Data provided |
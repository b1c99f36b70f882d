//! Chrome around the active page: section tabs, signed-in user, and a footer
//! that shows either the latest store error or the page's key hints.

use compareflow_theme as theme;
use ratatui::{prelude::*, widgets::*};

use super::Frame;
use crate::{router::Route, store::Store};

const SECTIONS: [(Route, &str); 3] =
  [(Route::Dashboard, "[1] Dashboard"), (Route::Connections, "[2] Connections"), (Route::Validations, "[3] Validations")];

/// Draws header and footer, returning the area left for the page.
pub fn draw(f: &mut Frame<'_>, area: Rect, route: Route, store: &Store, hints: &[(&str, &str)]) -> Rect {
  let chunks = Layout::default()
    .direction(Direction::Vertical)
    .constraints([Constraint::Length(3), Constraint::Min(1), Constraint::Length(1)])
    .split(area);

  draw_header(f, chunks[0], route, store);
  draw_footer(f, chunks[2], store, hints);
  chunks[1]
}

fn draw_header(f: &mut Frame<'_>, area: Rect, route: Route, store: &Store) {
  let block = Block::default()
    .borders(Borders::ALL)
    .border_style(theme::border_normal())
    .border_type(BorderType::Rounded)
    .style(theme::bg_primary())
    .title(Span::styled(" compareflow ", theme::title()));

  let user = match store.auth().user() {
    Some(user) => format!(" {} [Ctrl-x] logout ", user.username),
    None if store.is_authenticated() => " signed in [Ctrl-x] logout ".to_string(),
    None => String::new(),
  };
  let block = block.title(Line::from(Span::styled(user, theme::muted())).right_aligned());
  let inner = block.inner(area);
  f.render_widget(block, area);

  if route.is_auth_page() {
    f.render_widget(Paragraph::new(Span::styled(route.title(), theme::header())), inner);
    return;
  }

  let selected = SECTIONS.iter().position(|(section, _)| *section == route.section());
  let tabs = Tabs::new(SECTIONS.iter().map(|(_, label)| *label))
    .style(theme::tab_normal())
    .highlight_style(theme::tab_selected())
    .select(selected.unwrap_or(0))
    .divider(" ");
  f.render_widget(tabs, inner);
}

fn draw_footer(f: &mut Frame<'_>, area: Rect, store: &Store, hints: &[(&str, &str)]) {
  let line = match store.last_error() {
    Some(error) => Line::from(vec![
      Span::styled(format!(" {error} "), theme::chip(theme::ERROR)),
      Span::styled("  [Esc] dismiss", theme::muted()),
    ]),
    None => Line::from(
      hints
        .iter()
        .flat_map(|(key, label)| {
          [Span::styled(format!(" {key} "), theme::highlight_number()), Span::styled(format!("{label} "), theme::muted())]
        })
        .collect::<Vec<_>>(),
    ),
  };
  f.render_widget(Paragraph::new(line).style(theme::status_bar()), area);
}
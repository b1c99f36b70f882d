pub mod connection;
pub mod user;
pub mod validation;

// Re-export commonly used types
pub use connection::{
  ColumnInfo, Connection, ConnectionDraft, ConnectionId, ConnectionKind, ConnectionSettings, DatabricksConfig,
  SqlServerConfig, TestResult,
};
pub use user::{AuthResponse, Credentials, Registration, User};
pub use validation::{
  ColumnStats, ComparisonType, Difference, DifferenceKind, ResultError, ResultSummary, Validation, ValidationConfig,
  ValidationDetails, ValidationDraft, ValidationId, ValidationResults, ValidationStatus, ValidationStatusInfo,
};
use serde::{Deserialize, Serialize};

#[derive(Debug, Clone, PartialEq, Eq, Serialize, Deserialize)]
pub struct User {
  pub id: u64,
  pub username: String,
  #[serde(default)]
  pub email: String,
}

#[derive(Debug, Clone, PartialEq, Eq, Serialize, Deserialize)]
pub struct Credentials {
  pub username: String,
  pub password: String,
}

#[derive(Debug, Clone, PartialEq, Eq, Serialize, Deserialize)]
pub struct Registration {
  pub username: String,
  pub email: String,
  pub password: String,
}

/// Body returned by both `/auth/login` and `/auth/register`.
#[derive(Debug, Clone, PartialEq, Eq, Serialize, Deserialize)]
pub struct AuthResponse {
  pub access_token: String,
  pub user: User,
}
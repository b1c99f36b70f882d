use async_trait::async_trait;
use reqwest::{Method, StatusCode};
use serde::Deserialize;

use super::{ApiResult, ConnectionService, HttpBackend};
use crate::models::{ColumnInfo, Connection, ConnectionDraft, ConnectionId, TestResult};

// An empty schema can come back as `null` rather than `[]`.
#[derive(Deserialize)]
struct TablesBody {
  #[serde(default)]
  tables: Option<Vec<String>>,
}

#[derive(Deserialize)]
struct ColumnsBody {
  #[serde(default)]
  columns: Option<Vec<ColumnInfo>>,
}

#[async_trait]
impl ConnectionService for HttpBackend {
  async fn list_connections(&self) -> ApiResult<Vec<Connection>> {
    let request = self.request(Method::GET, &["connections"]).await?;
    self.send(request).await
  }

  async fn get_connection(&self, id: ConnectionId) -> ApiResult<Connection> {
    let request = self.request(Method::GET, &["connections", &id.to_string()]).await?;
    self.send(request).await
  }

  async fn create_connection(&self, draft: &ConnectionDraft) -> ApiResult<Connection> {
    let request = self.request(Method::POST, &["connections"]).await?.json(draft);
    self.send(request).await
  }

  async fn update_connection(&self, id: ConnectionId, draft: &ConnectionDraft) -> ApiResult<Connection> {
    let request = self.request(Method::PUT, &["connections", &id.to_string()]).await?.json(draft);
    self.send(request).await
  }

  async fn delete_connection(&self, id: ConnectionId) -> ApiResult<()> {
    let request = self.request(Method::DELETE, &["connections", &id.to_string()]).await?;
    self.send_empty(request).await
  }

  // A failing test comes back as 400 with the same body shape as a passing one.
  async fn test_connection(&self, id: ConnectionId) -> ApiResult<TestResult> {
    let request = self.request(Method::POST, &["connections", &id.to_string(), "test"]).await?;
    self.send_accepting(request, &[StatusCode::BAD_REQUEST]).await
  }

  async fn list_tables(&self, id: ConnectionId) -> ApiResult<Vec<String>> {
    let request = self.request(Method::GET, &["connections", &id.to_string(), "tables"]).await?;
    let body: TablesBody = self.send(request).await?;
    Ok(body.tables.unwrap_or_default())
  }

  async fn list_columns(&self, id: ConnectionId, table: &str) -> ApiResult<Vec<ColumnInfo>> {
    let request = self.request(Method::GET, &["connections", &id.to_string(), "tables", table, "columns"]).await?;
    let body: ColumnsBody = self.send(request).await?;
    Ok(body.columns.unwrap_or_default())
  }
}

Exercise brief | Retype all the data verbatim.

Response area |
repository b1c99f36b70f882d
//! Chrome around the active page: section tabs, signed-in user, and a footer
//! that shows either the latest store error or the page's key hints.

use compareflow_theme as theme;
use ratatui::{prelude::*, widgets::*};

use super::Frame;
use crate::{router::Route, store::Store};

const SECTIONS: [(Route, &str); 3] =
  [(Route::Dashboard, "[1] Dashboard"), (Route::Connections, "[2] Connections"), (Route::Validations, "[3] Validations")];

/// Draws header and footer, returning the area left for the page.
pub fn draw(f: &mut Frame<'_>, area: Rect, route: Route, store: &Store, hints: &[(&str, &str)]) -> Rect {
  let chunks = Layout::default()
    .direction(Direction::Vertical)
    .constraints([Constraint::Length(3), Constraint::Min(1), Constraint::Length(1)])
    .split(area);

  draw_header(f, chunks[0], route, store);
  draw_footer(f, chunks[2], store, hints);
  chunks[1]
}

fn draw_header(f: &mut Frame<'_>, area: Rect, route: Route, store: &Store) {
  let block = Block::default()
    .borders(Borders::ALL)
    .border_style(theme::border_normal())
    .border_type(BorderType::Rounded)
    .style(theme::bg_primary())
    .title(Span::styled(" compareflow ", theme::title()));

  let user = match store.auth().user() {
    Some(user) => format!(" {} [Ctrl-x] logout ", user.username),
    None if store.is_authenticated() => " signed in [Ctrl-x] logout ".to_string(),
    None => String::new(),
  };
  let block = block.title(Line::from(Span::styled(user, theme::muted())).right_aligned());
  let inner = block.inner(area);
  f.render_widget(block, area);

  if route.is_auth_page() {
    f.render_widget(Paragraph::new(Span::styled(route.title(), theme::header())), inner);
    return;
  }

  let selected = SECTIONS.iter().position(|(section, _)| *section == route.section());
  let tabs = Tabs::new(SECTIONS.iter().map(|(_, label)| *label))
    .style(theme::tab_normal())
    .highlight_style(theme::tab_selected())
    .select(selected.unwrap_or(0))
    .divider(" ");
  f.render_widget(tabs, inner);
}

fn draw_footer(f: &mut Frame<'_>, area: Rect, store: &Store, hints: &[(&str, &str)]) {
  let line = match store.last_error() {
    Some(error) => Line::from(vec![
      Span::styled(format!(" {error} "), theme::chip(theme::ERROR)),
      Span::styled("  [Esc] dismiss", theme::muted()),
    ]),
    None => Line::from(
      hints
        .iter()
        .flat_map(|(key, label)| {
          [Span::styled(format!(" {key} "), theme::highlight_number()), Span::styled(format!("{label} "), theme::muted())]
        })
        .collect::<Vec<_>>(),
    ),
  };
  f.render_widget(Paragraph::new(line).style(theme::status_bar()), area);
}
repository b1c99f36b70f882d
pub mod connection;
pub mod user;
pub mod validation;

// Re-export commonly used types
pub use connection::{
  ColumnInfo, Connection, ConnectionDraft, ConnectionId, ConnectionKind, ConnectionSettings, DatabricksConfig,
  SqlServerConfig, TestResult,
};
pub use user::{AuthResponse, Credentials, Registration, User};
pub use validation::{
  ColumnStats, ComparisonType, Difference, DifferenceKind, ResultError, ResultSummary, Validation, ValidationConfig,
  ValidationDetails, ValidationDraft, ValidationId, ValidationResults, ValidationStatus, ValidationStatusInfo,
};
use serde::{Deserialize, Serialize};

#[derive(Debug, Clone, PartialEq, Eq, Serialize, Deserialize)]
pub struct User {
  pub id: u64,
  pub username: String,
  #[serde(default)]
  pub email: String,
}

#[derive(Debug, Clone, PartialEq, Eq, Serialize, Deserialize)]
pub struct Credentials {
  pub username: String,
  pub password: String,
}

#[derive(Debug, Clone, PartialEq, Eq, Serialize, Deserialize)]
pub struct Registration {
  pub username: String,
  pub email: String,
  pub password: String,
}

/// Body returned by both `/auth/login` and `/auth/register`.
#[derive(Debug, Clone, PartialEq, Eq, Serialize, Deserialize)]
pub struct AuthResponse {
  pub access_token: String,
  pub user: User,
}
repository b1c99f36b70f882d
use async_trait::async_trait;
use reqwest::{Method, StatusCode};
use serde::Deserialize;

use super::{ApiResult, ConnectionService, HttpBackend};
use crate::models::{ColumnInfo, Connection, ConnectionDraft, ConnectionId, TestResult};

// An empty schema can come back as `null` rather than `[]`.
#[derive(Deserialize)]
struct TablesBody {
  #[serde(default)]
  tables: Option<Vec<String>>,
}

#[derive(Deserialize)]
struct ColumnsBody {
  #[serde(default)]
  columns: Option<Vec<ColumnInfo>>,
}

#[async_trait]
impl ConnectionService for HttpBackend {
  async fn list_connections(&self) -> ApiResult<Vec<Connection>> {
    let request = self.request(Method::GET, &["connections"]).await?;
    self.send(request).await
  }

  async fn get_connection(&self, id: ConnectionId) -> ApiResult<Connection> {
    let request = self.request(Method::GET, &["connections", &id.to_string()]).await?;
    self.send(request).await
  }

  async fn create_connection(&self, draft: &ConnectionDraft) -> ApiResult<Connection> {
    let request = self.request(Method::POST, &["connections"]).await?.json(draft);
    self.send(request).await
  }

  async fn update_connection(&self, id: ConnectionId, draft: &ConnectionDraft) -> ApiResult<Connection> {
    let request = self.request(Method::PUT, &["connections", &id.to_string()]).await?.json(draft);
    self.send(request).await
  }

  async fn delete_connection(&self, id: ConnectionId) -> ApiResult<()> {
    let request = self.request(Method::DELETE, &["connections", &id.to_string()]).await?;
    self.send_empty(request).await
  }

  // A failing test comes back as 400 with the same body shape as a passing one.
  async fn test_connection(&self, id: ConnectionId) -> ApiResult<TestResult> {
    let request = self.request(Method::POST, &["connections", &id.to_string(), "test"]).await?;
    self.send_accepting(request, &[StatusCode::BAD_REQUEST]).await
  }

  async fn list_tables(&self, id: ConnectionId) -> ApiResult<Vec<String>> {
    let request = self.request(Method::GET, &["connections", &id.to_string(), "tables"]).await?;
    let body: TablesBody = self.send(request).await?;
    Ok(body.tables.unwrap_or_default())
  }

  async fn list_columns(&self, id: ConnectionId, table: &str) -> ApiResult<Vec<ColumnInfo>> {
    let request = self.request(Method::GET, &["connections", &id.to_string(), "tables", table, "columns"]).await?;
    let body: ColumnsBody = self.send(request).await?;
    Ok(body.columns.unwrap_or_default())
  }
}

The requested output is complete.